O corredor do bloco de saúde estava mergulhado em um silêncio atípico para uma tarde de terça-feira. O eco dos passos de Biazinha era a única coisa que rompia a quietude, acompanhado pelo som metálico dos chaveiros pendurados em sua mochila bagunçada. Ela era o caos em forma de gente: o cabelo preto levemente desalinhado, os óculos redondos escorregando pelo nariz e aquele sorriso travesso que parecia sempre esconder uma piada interna.

Biazinha sabia que não deveria estar ali. Ela era daquelas que vivia rindo alto pelos cantos, tropeçando nos próprios pés e encantando a todos com sua energia contagiante. Mas, por dentro, seu coração batia em um ritmo diferente toda vez que cruzava o caminho de Vinicius.

Ele era o oposto dela. Vinicius, o garoto prodígio do Agro 3, exalava uma seriedade rústica. Alto, de ombros largos e cabelos escuros sempre bem cortados, ele carregava o cheiro de terra molhada e a responsabilidade de um namoro de anos que todos na cidade comentavam. Ele era o "certinho", o herdeiro, o rapaz com o futuro traçado. E Bia... Bia era a liberdade que ele nunca se permitiu ter.

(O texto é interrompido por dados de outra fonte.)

#![deny(
    unsafe_code,
    missing_docs,
    dead_code,
    unused_results,
    non_snake_case,
    unreachable_pub
)]

//! Fixed-tick pipeline that drives the Lunk world and its systems.
//!
//! Every tick runs the stages in a fixed order: the clock tick, movement
//! (which consumes the player's steering), collision resolution, behaviour
//! selection, and finally the camera. Score changes are applied by the world
//! as interactions resolve. Events produced late in a tick are replayed to
//! the movement system at the start of the next one so it sees removals and
//! behaviour changes.

mod scene;
mod timestep;

use std::{collections::BTreeSet, mem, time::Duration};

use anyhow::{bail, Context, Result};
use glam::Vec2;
use lunk_core::{Command, Event, Position, Steering};
use lunk_rendering::{Scene, TileGridPresentation};
use lunk_system_behavior::{BehaviorSelector, RuleBook, SelectorConfig};
use lunk_system_camera::{Camera, CameraConfig};
use lunk_system_collision::{Collision, CollisionConfig};
use lunk_system_movement::{Movement, MovementTuning};
use lunk_tilemap::{TileMap, TilemapError, DEFAULT_TILE_SIZE};
use lunk_world::{self as world, query, LevelConfig, World};
use tracing::{debug, info, warn};

pub use timestep::{FixedTimestep, StepPlan};

/// Tuning for the whole pipeline.
#[derive(Clone, Debug, PartialEq)]
pub struct SimulationConfig {
    /// Simulation ticks per second.
    pub target_tps: u32,
    /// Longest frame accepted by the accumulator; longer frames are clamped.
    pub max_frame_delta: Duration,
    /// Upper bound on ticks run for a single frame.
    pub max_ticks_per_frame: u32,
    /// Movement tuning.
    pub movement: MovementTuning,
    /// Collision tuning.
    pub collision: CollisionConfig,
    /// Behaviour selector tuning.
    pub selector: SelectorConfig,
    /// Camera tuning; bounds are filled in from the level.
    pub camera: CameraConfig,
    /// Visible region in cells.
    pub viewport_size: Vec2,
}

impl Default for SimulationConfig {
    fn default() -> Self {
        Self {
            target_tps: 60,
            max_frame_delta: Duration::from_millis(250),
            max_ticks_per_frame: 5,
            movement: MovementTuning::default(),
            collision: CollisionConfig::default(),
            selector: SelectorConfig::default(),
            camera: CameraConfig::default(),
            viewport_size: Vec2::new(20.0, 15.0),
        }
    }
}

/// World plus the systems and adapters state needed to advance it.
#[derive(Debug)]
pub struct Simulation {
    world: World,
    config: SimulationConfig,
    tilemap: Option<TileMap>,
    movement: Movement,
    collision: Collision,
    selector: BehaviorSelector,
    camera: Camera,
    timestep: FixedTimestep,
    carried_events: Vec<Event>,
    placeholder_codes: BTreeSet<i32>,
}

impl Simulation {
    /// Wraps an already built world.
    #[must_use]
    pub fn new(world: World, config: SimulationConfig) -> Self {
        let (columns, rows) = query::dimensions(&world);
        let focus = player_position(&world).unwrap_or(Position::new(0.0, 0.0));
        let camera = Camera::new(
            CameraConfig {
                bounds: Some(Vec2::new(columns as f32, rows as f32)),
                ..config.camera
            },
            config.viewport_size,
            focus,
        );

        Self {
            world,
            tilemap: None,
            movement: Movement::new(config.movement),
            collision: Collision::new(config.collision),
            selector: BehaviorSelector::new(config.selector, RuleBook::default()),
            camera,
            timestep: FixedTimestep::new(
                config.target_tps,
                config.max_frame_delta,
                config.max_ticks_per_frame,
            ),
            carried_events: Vec::new(),
            placeholder_codes: BTreeSet::new(),
            config,
        }
    }

    /// Builds the world described by `map` and keeps the map for drawing.
    pub fn from_tilemap(
        map: TileMap,
        level: LevelConfig,
        config: SimulationConfig,
    ) -> Result<Self, TilemapError> {
        let world = map.build_world(level)?;
        let mut simulation = Self::new(world, config);
        simulation.tilemap = Some(map);
        Ok(simulation)
    }

    /// Rebuilds the level from its tile map, discarding all progress.
    ///
    /// The world is rebuilt with the tuning it was first built with, and every
    /// system starts over, so a restarted level replays like a freshly loaded one.
    pub fn restart(&mut self) -> Result<()> {
        let Some(map) = self.tilemap.as_ref() else {
            bail!("only levels loaded from a tile map can be restarted");
        };
        let level = query::config(&self.world).clone();
        let world = map
            .build_world(level)
            .with_context(|| format!("failed to rebuild level `{}`", map.manifest().name))?;

        let tilemap = self.tilemap.take();
        *self = Self::new(world, self.config.clone());
        self.tilemap = tilemap;
        info!(
            name = self.tilemap.as_ref().map_or("", |map| map.manifest().name.as_str()),
            "level restarted"
        );
        Ok(())
    }

    /// World being simulated.
    #[must_use]
    pub fn world(&self) -> &World {
        &self.world
    }

    /// Camera following the player.
    #[must_use]
    pub fn camera(&self) -> &Camera {
        &self.camera
    }

    /// Tile map the level was loaded from, if any.
    #[must_use]
    pub fn tilemap(&self) -> Option<&TileMap> {
        self.tilemap.as_ref()
    }

    /// Simulated time covered by one tick.
    #[must_use]
    pub fn fixed_dt(&self) -> Duration {
        self.timestep.fixed_dt()
    }

    /// Tile codes that were drawn as placeholders, in ascending order.
    pub fn placeholder_codes(&self) -> impl Iterator<Item = i32> + '_ {
        self.placeholder_codes.iter().copied()
    }

    /// Feeds a rendered frame into the accumulator and runs the ticks it covers.
    ///
    /// Returns every event produced by those ticks.
    pub fn advance(&mut self, frame_dt: Duration, steering: Steering) -> Vec<Event> {
        let plan = self.timestep.advance(frame_dt);
        if plan.dropped_backlog > Duration::ZERO {
            warn!(
                dropped_ms = plan.dropped_backlog.as_millis() as u64,
                ticks = plan.ticks_to_run,
                "simulation fell behind; dropping backlog"
            );
        }

        let mut events = Vec::new();
        for _ in 0..plan.ticks_to_run {
            events.extend(self.tick(steering));
        }
        events
    }

    /// Runs exactly one tick and returns the events it produced, in stage order.
    pub fn tick(&mut self, steering: Steering) -> Vec<Event> {
        let dt = self.timestep.fixed_dt();
        let mut tick_events = Vec::new();
        world::apply(&mut self.world, Command::Tick { dt }, &mut tick_events);
        if tick_events.is_empty() {
            return tick_events;
        }

        let mut movement_input = mem::take(&mut self.carried_events);
        movement_input.extend(tick_events.iter().cloned());
        let mut commands = Vec::new();
        self.movement.handle(
            &movement_input,
            steering,
            &query::entity_view(&self.world),
            &mut commands,
        );
        let move_events = self.execute(commands);

        let mut commands = Vec::new();
        self.collision.handle(
            &move_events,
            &query::entity_view(&self.world),
            query::landscape_view(&self.world),
            query::occupancy_view(&self.world),
            &mut commands,
        );
        let collision_events = self.execute(commands);

        let mut commands = Vec::new();
        self.selector.handle(
            &tick_events,
            &query::entity_view(&self.world),
            query::landscape_view(&self.world),
            &mut commands,
        );
        let behavior_events = self.execute(commands);

        if let Some(position) = player_position(&self.world) {
            self.camera.update(position);
        }

        self.carried_events
            .extend(collision_events.iter().chain(&behavior_events).cloned());

        let mut events = tick_events;
        events.extend(move_events);
        events.extend(collision_events);
        events.extend(behavior_events);

        for event in &events {
            if let Event::LevelEnded { score } = event {
                info!(score, ticks = query::tick_index(&self.world), "level ended");
            }
        }
        events
    }

    /// Runs `ticks` ticks with constant steering, stopping early when the level ends.
    ///
    /// Returns the number of ticks that were run.
    pub fn run_headless(&mut self, ticks: u64, steering: Steering) -> u64 {
        let mut ran = 0;
        while ran < ticks && !query::level_ended(&self.world) {
            let _ = self.tick(steering);
            ran += 1;
        }
        debug!(ran, requested = ticks, "headless run finished");
        ran
    }

    /// Creates an empty scene sized for the current level.
    pub fn scene(&self) -> Result<Scene> {
        let (columns, rows) = query::dimensions(&self.world);
        let tile_size = self
            .tilemap
            .as_ref()
            .map_or(DEFAULT_TILE_SIZE, |map| map.manifest().tile_size);
        let grid = TileGridPresentation::new(columns, rows, tile_size as f32)
            .context("failed to describe the tile grid")?;
        Ok(Scene::new(grid))
    }

    /// Refreshes `scene` from the current world state.
    pub fn populate_scene(&mut self, scene: &mut Scene) {
        scene::populate(
            scene,
            &self.world,
            self.tilemap.as_ref(),
            &self.camera,
            &mut self.placeholder_codes,
        );
    }

    fn execute(&mut self, commands: Vec<Command>) -> Vec<Event> {
        let mut events = Vec::new();
        for command in commands {
            world::apply(&mut self.world, command, &mut events);
        }
        events
    }
}

fn player_position(world: &World) -> Option<Position> {
    query::entity_view(world).player().map(|player| player.position)
}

Ao dobrar a esquina do corredor, ela o viu. Vinicius estava parado em frente à porta do laboratório de enfermagem, olhando para os lados com uma hesitação que não combinava com sua postura imponente. Quando seus olhos se encontraram, o mundo ao redor pareceu perder o foco.

— Você também está fugindo da aula de solos? — perguntou Biazinha, soltando uma risadinha nervosa enquanto ajeitava os óculos.

Vinicius deu um meio sorriso, aquele que raramente mostrava a alguém, mas que para Bia era quase frequente.

— Digamos que a biblioteca estava barulhenta demais — respondeu ele, a voz grave vibrando no peito. — E você? Aprontando o quê, Bia?

— Eu? Nada! Sou um anjo — ela brincou, aproximando-se e notando que a maçaneta do laboratório estava entreaberta. — Olha só... esqueceram de trancar.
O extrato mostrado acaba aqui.